The Group of Seven

Letter June 25, 2021
The 2021 G7 summit took place at Carbis Bay in Cornwall, UK

KARACHI:

The 2021 G7 summit took place at Carbis Bay in Cornwall, UK. Since the 1970s, the G7 – which is an informal bloc of industrialised democracies consisting of the US, Canada, France, Germany, Italy, Japan, and the UK – has met every year. The group meets annually to discuss global economic issues, health emergencies, international security, energy policy, and the climate crisis.

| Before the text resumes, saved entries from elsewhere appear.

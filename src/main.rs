use std::time::Instant;

use clap::{Parser, Subcommand};
use serde_json::json;

use odo_adapter::adapter::OdoAdapter;
use odo_adapter::config::Config;
use odo_adapter::dispatch::CommandLine;
use odo_adapter::parsers::version::SENTINEL_VERSION;
use odo_adapter::response::AdapterResponse;

#[derive(Parser)]
#[command(name = "odo-adapter")]
#[command(about = "Typed JSON view of odo CLI output", long_about = None)]
#[command(version)]
struct Cli {
    #[command(subcommand)]
    command: Commands,

    /// odo executable (name on PATH or full path)
    #[arg(long, env = "ODO_PATH")]
    odo: Option<String>,
}

#[derive(Subcommand)]
enum Commands {
    /// Installed odo version
    Version,
    /// Component types from the catalog
    ComponentTypes,
    /// Tags available for one component type
    ComponentVersions {
        /// Component type name, e.g. nodejs
        type_name: String,
    },
    /// Full component catalog rows
    Catalog,
    /// Service templates from the catalog
    Services,
    /// Plans available for one service template
    Plans {
        /// Service template name
        template_name: String,
    },
    /// Run odo with raw arguments and report the captured result
    Exec {
        #[arg(trailing_var_arg = true, allow_hyphen_values = true)]
        args: Vec<String>,
    },
}

#[tokio::main]
async fn main() -> anyhow::Result<()> {
    tracing_subscriber::fmt()
        .with_env_filter(
            tracing_subscriber::EnvFilter::from_default_env()
                .add_directive(tracing::Level::INFO.into()),
        )
        .with_writer(std::io::stderr)
        .with_ansi(false)
        .init();

    dotenvy::dotenv().ok();

    let cli = Cli::parse();

    let mut config = Config::load();
    if let Some(odo) = cli.odo {
        config.odo_path = odo;
    }
    let adapter = OdoAdapter::new(config);
    tracing::debug!(program = adapter.program(), "odo-adapter starting");

    let start = Instant::now();
    let line = match cli.command {
        Commands::Version => {
            let (version, result) = adapter.version_with_result().await;
            let elapsed = start.elapsed().as_secs_f64();
            if version == SENTINEL_VERSION {
                AdapterResponse::error("version", version, elapsed).to_json_line()
            } else {
                AdapterResponse::for_result("version", version, &result, elapsed).to_json_line()
            }
        }
        Commands::ComponentTypes => {
            let (types, result) = adapter.component_types_with_result().await;
            let elapsed = start.elapsed().as_secs_f64();
            AdapterResponse::for_result("component-types", types, &result, elapsed).to_json_line()
        }
        Commands::ComponentVersions { type_name } => {
            let (tags, result) = adapter
                .component_type_versions_with_result(&type_name)
                .await;
            let elapsed = start.elapsed().as_secs_f64();
            AdapterResponse::for_result("component-versions", tags, &result, elapsed)
                .to_json_line()
        }
        Commands::Catalog => {
            let (rows, result) = adapter.component_catalog_with_result().await;
            let elapsed = start.elapsed().as_secs_f64();
            AdapterResponse::for_result("catalog", rows, &result, elapsed).to_json_line()
        }
        Commands::Services => {
            let (templates, result) = adapter.service_templates_with_result().await;
            let elapsed = start.elapsed().as_secs_f64();
            AdapterResponse::for_result("services", templates, &result, elapsed).to_json_line()
        }
        Commands::Plans { template_name } => {
            let (plans, result) = adapter
                .service_template_plans_with_result(&template_name)
                .await;
            let elapsed = start.elapsed().as_secs_f64();
            AdapterResponse::for_result("plans", plans, &result, elapsed).to_json_line()
        }
        Commands::Exec { args } => {
            let command = CommandLine::new(adapter.program()).args(args);
            let result = adapter.execute(&command).await;
            let elapsed = start.elapsed().as_secs_f64();
            let data = json!({
                "command": command.to_string(),
                "stdout": result.stdout,
                "stderr": result.stderr,
                "exit_code": result.exit_code,
                "error": result.error.as_ref().map(|e| e.user_message()),
            });
            AdapterResponse::for_result("exec", data, &result, elapsed).to_json_line()
        }
    };

    println!("{line}");
    Ok(())
}
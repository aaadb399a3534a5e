pub mod cli;

use std::collections::HashMap;
use std::fmt;
use std::path::PathBuf;

use async_trait::async_trait;

use crate::error::{OdoError, SIGNALLED_EXIT_CODE};

/// A fully formed invocation: program plus ordered arguments.
/// Never passed through a shell.
#[derive(Debug, Clone, PartialEq, Eq)]
pub struct CommandLine {
    pub program: String,
    pub args: Vec<String>,
}

impl CommandLine {
    pub fn new(program: impl Into<String>) -> Self {
        Self {
            program: program.into(),
            args: Vec::new(),
        }
    }

    pub fn arg(mut self, arg: impl Into<String>) -> Self {
        self.args.push(arg.into());
        self
    }

    pub fn args<I, S>(mut self, args: I) -> Self
    where
        I: IntoIterator<Item = S>,
        S: Into<String>,
    {
        self.args.extend(args.into_iter().map(Into::into));
        self
    }
}

impl fmt::Display for CommandLine {
    fn fmt(&self, f: &mut fmt::Formatter<'_>) -> fmt::Result {
        f.write_str(&self.program)?;
        for arg in &self.args {
            write!(f, " {arg}")?;
        }
        Ok(())
    }
}

/// Pass-through process options. The executor applies them, never interprets them.
#[derive(Debug, Clone, Default)]
pub struct ExecOptions {
    /// Working directory for the subprocess (None = inherit).
    pub working_directory: Option<PathBuf>,
    /// Environment overrides layered on top of the inherited environment.
    pub env: HashMap<String, String>,
}

/// Captured outcome of one subprocess run.
#[derive(Debug, Clone, Default, PartialEq, Eq)]
pub struct ExecutionResult {
    pub stdout: String,
    pub stderr: Option<String>,
    /// Set when the process could not start or exited abnormally.
    pub error: Option<OdoError>,
    /// Exit code when the process ran to completion and was not signalled.
    pub exit_code: Option<i32>,
}

impl ExecutionResult {
    /// A successful run with the given stdout and nothing on stderr.
    pub fn ok(stdout: impl Into<String>) -> Self {
        Self {
            stdout: stdout.into(),
            stderr: None,
            error: None,
            exit_code: Some(0),
        }
    }

    /// A run that failed before producing any output.
    pub fn failed(error: OdoError) -> Self {
        let exit_code = match &error {
            OdoError::ProcessExit { code, .. } if *code != SIGNALLED_EXIT_CODE => Some(*code),
            _ => None,
        };
        Self {
            stdout: String::new(),
            stderr: None,
            error: Some(error),
            exit_code,
        }
    }

    pub fn is_success(&self) -> bool {
        self.error.is_none()
    }

    /// stdout when the run succeeded, the recorded error otherwise.
    pub fn into_stdout(self) -> Result<String, OdoError> {
        match self.error {
            Some(e) => Err(e),
            None => Ok(self.stdout),
        }
    }
}

/// Runs a command line to completion and captures its streams.
///
/// Implementations must not fail: every problem is reported through
/// [`ExecutionResult::error`].
#[async_trait]
pub trait CommandExecutor: Send + Sync {
    async fn execute(&self, command: &CommandLine, options: &ExecOptions) -> ExecutionResult;
}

Among several landmark declarations from the G7 summit was US President Joe Biden’s proposal to Build Back Better World (B3W). Biden is championing this $40 trillion global infrastructure plan as an alternative to China’s BRI. With the B3W, the G7 aims to provide high-quality financing for infrastructure such as railways in Africa and wind farms in Asia to propel global green economic growth to rival China’s BRI. It can be recalled that the US also offered an alternative proposal to beneficiary states of the BRI and pushed forward its Indo-Pacific Strategy (IPS) in November 2017 and rejuvenated the Quadrilateral Security Dialogue — an informal strategic dialogue that is maintained by talks between member countries i.e. the US, Japan, Australia, and India. Analogous to the B3W, the IPS offered alternative plans with promising financial commitment to developing countries to halt the progress of China’s BRI.

Though to some extent the B3W, on the whole, is quite palatable as most US allies and strategic partners have nowhere else to go to balance China’s growing economic power and influence across the globe. Just like the IPS, the huge question is how the B3W will be funded and whether members of the G7 are indeed financially committed to this plan.

Syed Tahir Rashdi

Shahdadpur

Published in The Express Tribune, June 26th, 2021.